The Walloon was thick-skulled, but his long service in villany had increased his cunning as a matter of course, and a duller man than he, acquainted with Señor de Ladron’s peculiarities, might have jumped to a like conclusion.
“Bah! he wasn’t a coward after all. The arquebuse that sent this ball was behind him while he faced the Dons. The man you owe a grudge to had better keep awake, Hilo, my lad.”
“You’re a fool,” Hilo returned. “Hold your tongue. Do you wish to bring the Spaniards upon us with your noise?”
To which the other answered sullenly—“You talk as if I wasn’t more than your slave. You’d better mind what you’re about. I aint going to stand it always, even if—here now, what’s to be done with these papers?”
“What is that shining in your hand?”
“A locket, or something of the sort, he had in his breast. Hang it, you want every thing!”
“A locket!” cried his comrade quickly. “Give it here.” Which the other did unwillingly, and the other pocketed after holding it up to the light. Hilo’s mood up to this moment had been none of the sweetest, as the captain could testify, but some virtue existed in the appropriation which was quite irresistible.
“Come, old fellow,” he cried to the serjeant, in high good-humor, “I was rather sharp with you just now, wasn’t I? You know I’m quick and all that, and musn’t mind me. Here’s a handful of ducats for your locket, as you found it; I fancy the thing, and don’t grudge paying for it.”

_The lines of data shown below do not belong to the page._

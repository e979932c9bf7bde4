//! Message struct code generation.

use std::collections::HashMap;

use proc_macro2::{Literal, Span, TokenStream};
use quote::{format_ident, quote};

use crate::config::InputOrder;
use crate::context::{to_rust_module_name, to_rust_type_name, GenerationContext, Scope};
use crate::descriptor::DescriptorProto;
use crate::Error;

use super::bits::allocate;
use super::classify::{classify, Cardinality};
use super::enumeration::generate_enum;
use super::field::FieldGen;
use super::oneof::OneofGen;

/// Generate the struct for `message`, declared in `scope`, followed by a
/// module holding its nested types.
pub fn generate_message(
    ctx: &GenerationContext,
    scope: &Scope,
    message: &DescriptorProto,
    is_proto3: bool,
) -> Result<TokenStream, Error> {
    let name = message.name.as_deref().ok_or(Error::MissingName)?;
    let struct_name = format_ident!("{}", to_rust_type_name(name));
    let fqn = scope.qualify(name);

    let strategies = message
        .field
        .iter()
        .map(|field| classify(name, field, is_proto3))
        .collect::<Result<Vec<_>, _>>()?;
    let bits = allocate(&strategies, message.oneof_decl.len());
    let oneofs = OneofGen::collect(message, &bits)?;

    let mut fields = Vec::with_capacity(message.field.len());
    for ((descriptor, strategy), bit) in message.field.iter().zip(&strategies).zip(&bits.fields) {
        let oneof = match strategy.cardinality {
            Cardinality::Oneof { index } => oneofs
                .iter()
                .find(|o| o.index == index)
                .map(|o| o.reference.clone()),
            _ => None,
        };
        fields.push(FieldGen::new(ctx, scope, &fqn, descriptor, *strategy, *bit, oneof)?);
    }

    check_member_names(name, &fields, &oneofs)?;

    let mut ordered: Vec<&FieldGen<'_>> = fields.iter().collect();
    if ctx.config.input_order == InputOrder::AscendingNumber {
        ordered.sort_by_key(|field| field.number);
    }

    tracing::debug!(
        message = %fqn,
        fields = fields.len(),
        oneofs = oneofs.len(),
        has_words = bits.word_count,
        "generating message"
    );

    let word_count = Literal::usize_unsuffixed(bits.word_count);
    let (bits_storage, bits_init, bits_reset, bits_eq) = if bits.word_count > 0 {
        (
            quote!(has_bits: [u32; #word_count],),
            quote!(has_bits: [0; #word_count],),
            quote!(self.has_bits = [0; #word_count];),
            Some(quote!(self.has_bits == other.has_bits)),
        )
    } else {
        (TokenStream::new(), TokenStream::new(), TokenStream::new(), None)
    };

    let storage = fields.iter().map(|field| {
        let ident = &field.ident;
        let ty = field.storage_type();
        quote!(#ident: #ty,)
    });
    let inits = fields.iter().map(|field| {
        let ident = &field.ident;
        let init = field.default_init();
        quote!(#ident: #init,)
    });
    let oneof_storage = oneofs.iter().map(OneofGen::storage);
    let oneof_inits = oneofs.iter().map(OneofGen::default_init);

    let accessors = fields.iter().map(FieldGen::accessors);
    let oneof_methods = oneofs.iter().map(|oneof| {
        let members: Vec<_> = fields
            .iter()
            .filter(|f| f.strategy.cardinality == Cardinality::Oneof { index: oneof.index })
            .collect();
        oneof.methods(&members)
    });

    let eq_terms: Vec<TokenStream> = bits_eq
        .into_iter()
        .chain(oneofs.iter().map(|oneof| {
            let case = &oneof.reference.case;
            quote!(self.#case == other.#case)
        }))
        .chain(fields.iter().map(FieldGen::eq_expr))
        .collect();
    let mut eq_terms = eq_terms.into_iter();
    let eq_fn = match eq_terms.next() {
        Some(first) => quote! {
            fn eq(&self, other: &Self) -> bool {
                #first #(&& #eq_terms)*
            }
        },
        None => quote! {
            fn eq(&self, _other: &Self) -> bool {
                true
            }
        },
    };

    let merge_body = if ctx.config.input_order == InputOrder::None || ordered.is_empty() {
        dispatch_loop(&ordered)
    } else {
        fallthrough_loop(&ordered)
    };

    let (write_fn, len_fn) = if ordered.is_empty() {
        (
            quote! {
                fn write_to<B: ::tightbuf::bytes::BufMut>(&self, _buf: &mut B) {}
            },
            quote! {
                fn encoded_len(&self) -> usize {
                    0
                }
            },
        )
    } else {
        let writes = ordered.iter().map(|field| field.write());
        let sizes = ordered.iter().map(|field| field.size());
        (
            quote! {
                fn write_to<B: ::tightbuf::bytes::BufMut>(&self, buf: &mut B) {
                    #(#writes)*
                }
            },
            quote! {
                fn encoded_len(&self) -> usize {
                    let mut len = 0;
                    #(#sizes)*
                    len
                }
            },
        )
    };

    let resets = fields.iter().map(FieldGen::reset);
    let case_resets = oneofs.iter().map(|oneof| {
        let case = &oneof.reference.case;
        quote!(self.#case = 0;)
    });

    let nested_scope = scope.nested(name);
    let mut nested = TokenStream::new();
    for enum_type in &message.enum_type {
        nested.extend(generate_enum(enum_type)?);
    }
    for nested_msg in &message.nested_type {
        nested.extend(generate_message(ctx, &nested_scope, nested_msg, is_proto3)?);
    }
    let nested_mod = if nested.is_empty() {
        TokenStream::new()
    } else {
        let mod_name = format_ident!("{}", to_rust_module_name(name));
        quote! {
            pub mod #mod_name {
                #nested
            }
        }
    };

    Ok(quote! {
        #[derive(Debug, Clone)]
        pub struct #struct_name {
            #bits_storage
            #(#storage)*
            #(#oneof_storage)*
        }

        impl ::core::default::Default for #struct_name {
            fn default() -> Self {
                Self {
                    #bits_init
                    #(#inits)*
                    #(#oneof_inits)*
                }
            }
        }

        impl #struct_name {
            pub fn new() -> Self {
                ::core::default::Default::default()
            }

            /// A shared instance with every field unset.
            pub fn default_instance() -> &'static #struct_name {
                static DEFAULT: ::std::sync::OnceLock<#struct_name> = ::std::sync::OnceLock::new();
                DEFAULT.get_or_init(#struct_name::new)
            }

            #(#accessors)*

            #(#oneof_methods)*
        }

        impl ::core::cmp::PartialEq for #struct_name {
            #eq_fn
        }

        impl ::tightbuf::ProtoMessage for #struct_name {
            fn merge_from(
                &mut self,
                input: &mut ::tightbuf::ProtoSource<'_>,
            ) -> ::core::result::Result<(), ::tightbuf::DecodeError> {
                #merge_body
            }

            #write_fn

            #len_fn

            fn clear(&mut self) {
                #bits_reset
                #(#case_resets)*
                #(#resets)*
            }
        }

        #nested_mod
    })
}

/// Members every generated message defines, directly or through
/// `ProtoMessage`, `Clone` and `PartialEq`.
const RESERVED_MEMBERS: &[&str] = &[
    "new",
    "default_instance",
    "has_bits",
    "merge_from",
    "merge_from_bytes",
    "parse_from",
    "write_to",
    "encoded_len",
    "to_vec",
    "clear",
    "clone",
    "eq",
    "ne",
];

/// Reject a message whose fields or oneofs would generate the same member
/// twice, or one of [`RESERVED_MEMBERS`].
fn check_member_names(
    message: &str,
    fields: &[FieldGen<'_>],
    oneofs: &[OneofGen],
) -> Result<(), Error> {
    let owners = fields
        .iter()
        .map(|field| (field.proto_name, field.member_names()))
        .chain(oneofs.iter().map(|oneof| (oneof.name(), oneof.member_names())));

    let mut taken: HashMap<String, &str> = HashMap::new();
    for (owner, names) in owners {
        for member in names {
            let reason = if RESERVED_MEMBERS.contains(&member.as_str()) {
                format!("generated member `{member}` is already defined on every message")
            } else if let Some(other) = taken.get(&member) {
                format!("generated member `{member}` is also generated for `{other}`")
            } else {
                taken.insert(member, owner);
                continue;
            };
            return Err(Error::UnhandledSchemaConstruct {
                message: message.to_string(),
                field: owner.to_string(),
                reason,
            });
        }
    }
    Ok(())
}

/// The arms shared by every merge loop: alternate encodings of packable
/// repeated fields, end of input, and unknown fields.
fn fallback_arms(fields: &[&FieldGen<'_>], continue_merge: &TokenStream) -> TokenStream {
    let alternates = fields.iter().filter_map(|field| {
        let tag = Literal::u32_unsuffixed(field.alternate_tag()?);
        let body = field.decode_alternate()?;
        Some(quote! {
            #tag => {
                #body
                #continue_merge
            }
        })
    });
    quote! {
        #(#alternates)*
        0 => return ::core::result::Result::Ok(()),
        _ => {
            if !input.skip_field(tag)? {
                return ::core::result::Result::Ok(());
            }
            tag = input.read_tag()?;
            #continue_merge
        }
    }
}

/// A tag-dispatch loop that re-enters the `match` after every field.
fn dispatch_loop(fields: &[&FieldGen<'_>]) -> TokenStream {
    let arms = fields.iter().map(|field| {
        let tag = Literal::u32_unsuffixed(field.primary_tag());
        let body = field.decode_primary();
        quote! {
            #tag => {
                #body
            }
        }
    });
    let fallback = fallback_arms(fields, &TokenStream::new());
    quote! {
        let mut tag = input.read_tag()?;
        loop {
            match tag {
                #(#arms)*
                #fallback
            }
        }
    }
}

/// A dispatch loop whose field bodies fall through to the next field in the
/// expected order while the next tag matches it.
///
/// Each field gets a labeled block; the `match` breaks out of the block of the
/// field it found, which runs that field and every following one for as long
/// as the incoming tags keep matching.
fn fallthrough_loop(fields: &[&FieldGen<'_>]) -> TokenStream {
    let labels: Vec<syn::Lifetime> = fields
        .iter()
        .map(|field| syn::Lifetime::new(&format!("'field_{}", field.number), Span::call_site()))
        .collect();
    let continue_merge = quote!(continue 'merge;);

    let entry_arms = fields.iter().zip(&labels).map(|(field, label)| {
        let tag = Literal::u32_unsuffixed(field.primary_tag());
        quote!(#tag => break #label,)
    });
    let fallback = fallback_arms(fields, &continue_merge);

    let mut chain = quote! {
        match tag {
            #(#entry_arms)*
            #fallback
        }
    };
    for (i, (field, label)) in fields.iter().zip(&labels).enumerate() {
        let body = field.decode_primary();
        let next = fields.get(i + 1).map(|next| {
            let next_tag = Literal::u32_unsuffixed(next.primary_tag());
            quote! {
                if tag != #next_tag {
                    #continue_merge
                }
            }
        });
        chain = quote! {
            #label: {
                #chain
            }
            #body
            #next
        };
    }

    quote! {
        let mut tag = input.read_tag()?;
        'merge: loop {
            #chain
        }
    }
}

A gift the captain took with a growl half of resentment, for _he_ had not found a charm for himself, and could not so easily forget an offense as his master.
It was wonderful what a dog to fetch and carry that uncouth animal was to Hilo; how he followed him about, drew dagger in his service, and exposed his life any time rather than suffer the latter to embark alone in a perilous venture, a thing his youthful friend was much given to. It would have been an unanswerable proof of the existence in all men of some good trait, some capacity to love a brother, for a worse rogue than the captain would be difficult to select. But, unhappily, this Netherlandish Damon had sounder, if less sentimental, reasons for sticking by his Pythias. Hilo, a wonderfully precocious youth, had fallen in with the honest captain some three or four years back, and dexterously turned to his personal advantage a comfortable sum brought over from Peru by the other. “I like the boy, he’s full of pluck. I’ll school him into the ways of the world, look ye,” the captain used to say, at the very time his protégé was scheming to possess his ingots.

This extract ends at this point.